Strage in A21, impossibile provare la stanchezza del camionista: assolti

Niente 'omicidio colposo plurimo' per il datore di lavoro e per l'azienda, increduli il figlio e la moglie dell'autotrasportatore

Strage in A21, impossibile provare la stanchezza del camionista: assolti

CREMONA - Guidava quasi ininterrottamente da tre giorni, quando il 22 luglio del 2015, Alfredo Fioravanti autotrasportatore cinquantenne di Avenza (Massa Carrara), all’ultimo si accorse del traffico rallentato da un cantiere, sull’A21, in direzione Brescia. Il camion con rimorchio a cisterna che trasportava carbonato di sodio, tamponò una Renault Clio, sulla quale viaggiavano Michela D’Annunzio e Maria Grazia Tomasini, 36 e 42 anni, entrambe maestre di Leno (Brescia). La vettura finì contro un altro camion che trasportava latte. In pochissimo tempo si divamparono le fiamme. In quell’inferno morirono sia Fioravanti sia le due donne bresciane. Una distrazione? Oppure un colpo di sonno causato dalle troppe ore sul camion, come riteneva la procura? In mancanza di prova, lunedì 11 febbraio il tribunale di Cremona ha assolto dall’accusa di omicidio colposo plurimo, «perché il fatto non sussiste», il datore di lavoro di Fioravanti: Federico Bologna, legale rappresentante della Sts srl (Società di trasporti e logistica) di Sarzana, accusato di aver violato le norme in materia di riposi, pause e durata della guida a tutela dei lavoratori addetti all’autotrasporto di cose o persone.
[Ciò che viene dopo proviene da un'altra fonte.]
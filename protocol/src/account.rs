//! # Account Identity
//!
//! An [`Address`] is the opaque key every balance, exemption flag and
//! allowance hangs off. The ledger never looks inside it beyond equality,
//! ordering and hashing.
//!
//! One address is special: [`Address::ZERO`], the null identity. Moving
//! funds *from* it mints, moving funds *to* it burns, and the fee engine
//! never taxes either direction. Administrative setters refuse to install it
//! as the collector.
//!
//! On the wire and in logs an address is `0x` followed by 40 lowercase hex
//! characters.

use std::fmt;
use std::str::FromStr;

use serde::{Deserialize, Deserializer, Serialize, Serializer};
use thiserror::Error;

/// Length of an address in bytes.
pub const ADDRESS_LENGTH: usize = 20;

/// Errors produced when parsing an address from text.
#[derive(Debug, Error, PartialEq, Eq)]
pub enum AddressParseError {
    /// The input was not valid hex.
    #[error("invalid hex in address: {0}")]
    InvalidHex(String),

    /// The decoded input had the wrong number of bytes.
    #[error("invalid address length: expected {expected} bytes, got {actual}")]
    InvalidLength {
        /// Required byte length.
        expected: usize,
        /// Byte length actually decoded.
        actual: usize,
    },
}

/// A 20-byte account identity.
#[derive(Clone, Copy, PartialEq, Eq, Hash, PartialOrd, Ord, Default)]
pub struct Address([u8; ADDRESS_LENGTH]);

impl Address {
    /// The null identity: mint source, burn sink, never a valid collector.
    pub const ZERO: Address = Address([0u8; ADDRESS_LENGTH]);

    /// Wraps raw bytes.
    pub const fn new(bytes: [u8; ADDRESS_LENGTH]) -> Self {
        Self(bytes)
    }

    /// Builds an address whose trailing eight bytes hold `n` big-endian.
    ///
    /// Handy for fixtures and scripted scenarios: `from_low_u64(1)` renders
    /// as `0x0000…0001`.
    pub fn from_low_u64(n: u64) -> Self {
        let mut bytes = [0u8; ADDRESS_LENGTH];
        bytes[ADDRESS_LENGTH - 8..].copy_from_slice(&n.to_be_bytes());
        Self(bytes)
    }

    /// Returns `true` for [`Address::ZERO`].
    pub fn is_zero(&self) -> bool {
        self.0 == [0u8; ADDRESS_LENGTH]
    }

    /// Raw bytes.
    pub fn as_bytes(&self) -> &[u8; ADDRESS_LENGTH] {
        &self.0
    }

    /// `0x`-prefixed lowercase hex rendering.
    pub fn to_hex(&self) -> String {
        format!("0x{}", hex::encode(self.0))
    }
}

impl fmt::Display for Address {
    fn fmt(&self, f: &mut fmt::Formatter<'_>) -> fmt::Result {
        write!(f, "0x{}", hex::encode(self.0))
    }
}

impl fmt::Debug for Address {
    fn fmt(&self, f: &mut fmt::Formatter<'_>) -> fmt::Result {
        write!(f, "Address({})", self)
    }
}

impl FromStr for Address {
    type Err = AddressParseError;

    /// Accepts the hex form with or without the `0x` prefix.
    fn from_str(s: &str) -> Result<Self, Self::Err> {
        let stripped = s
            .strip_prefix("0x")
            .or_else(|| s.strip_prefix("0X"))
            .unwrap_or(s);
        let decoded =
            hex::decode(stripped).map_err(|e| AddressParseError::InvalidHex(e.to_string()))?;
        let bytes: [u8; ADDRESS_LENGTH] =
            decoded
                .as_slice()
                .try_into()
                .map_err(|_| AddressParseError::InvalidLength {
                    expected: ADDRESS_LENGTH,
                    actual: decoded.len(),
                })?;
        Ok(Self(bytes))
    }
}

impl Serialize for Address {
    fn serialize<S: Serializer>(&self, serializer: S) -> Result<S::Ok, S::Error> {
        serializer.serialize_str(&self.to_hex())
    }
}

impl<'de> Deserialize<'de> for Address {
    fn deserialize<D: Deserializer<'de>>(deserializer: D) -> Result<Self, D::Error> {
        let s = String::deserialize(deserializer)?;
        s.parse().map_err(serde::de::Error::custom)
    }
}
Ed è stata assolta «perché il fatto non sussiste», anche la Sts sr, imputata «di non aver predisposto modelli di organizzazione e gestione idonei a prevenire reati della specie di quello verificatosi». La motivazione della sentenza sarà depositata tra novanta giorni. Increduli il figlio e la moglie di Fioravanti.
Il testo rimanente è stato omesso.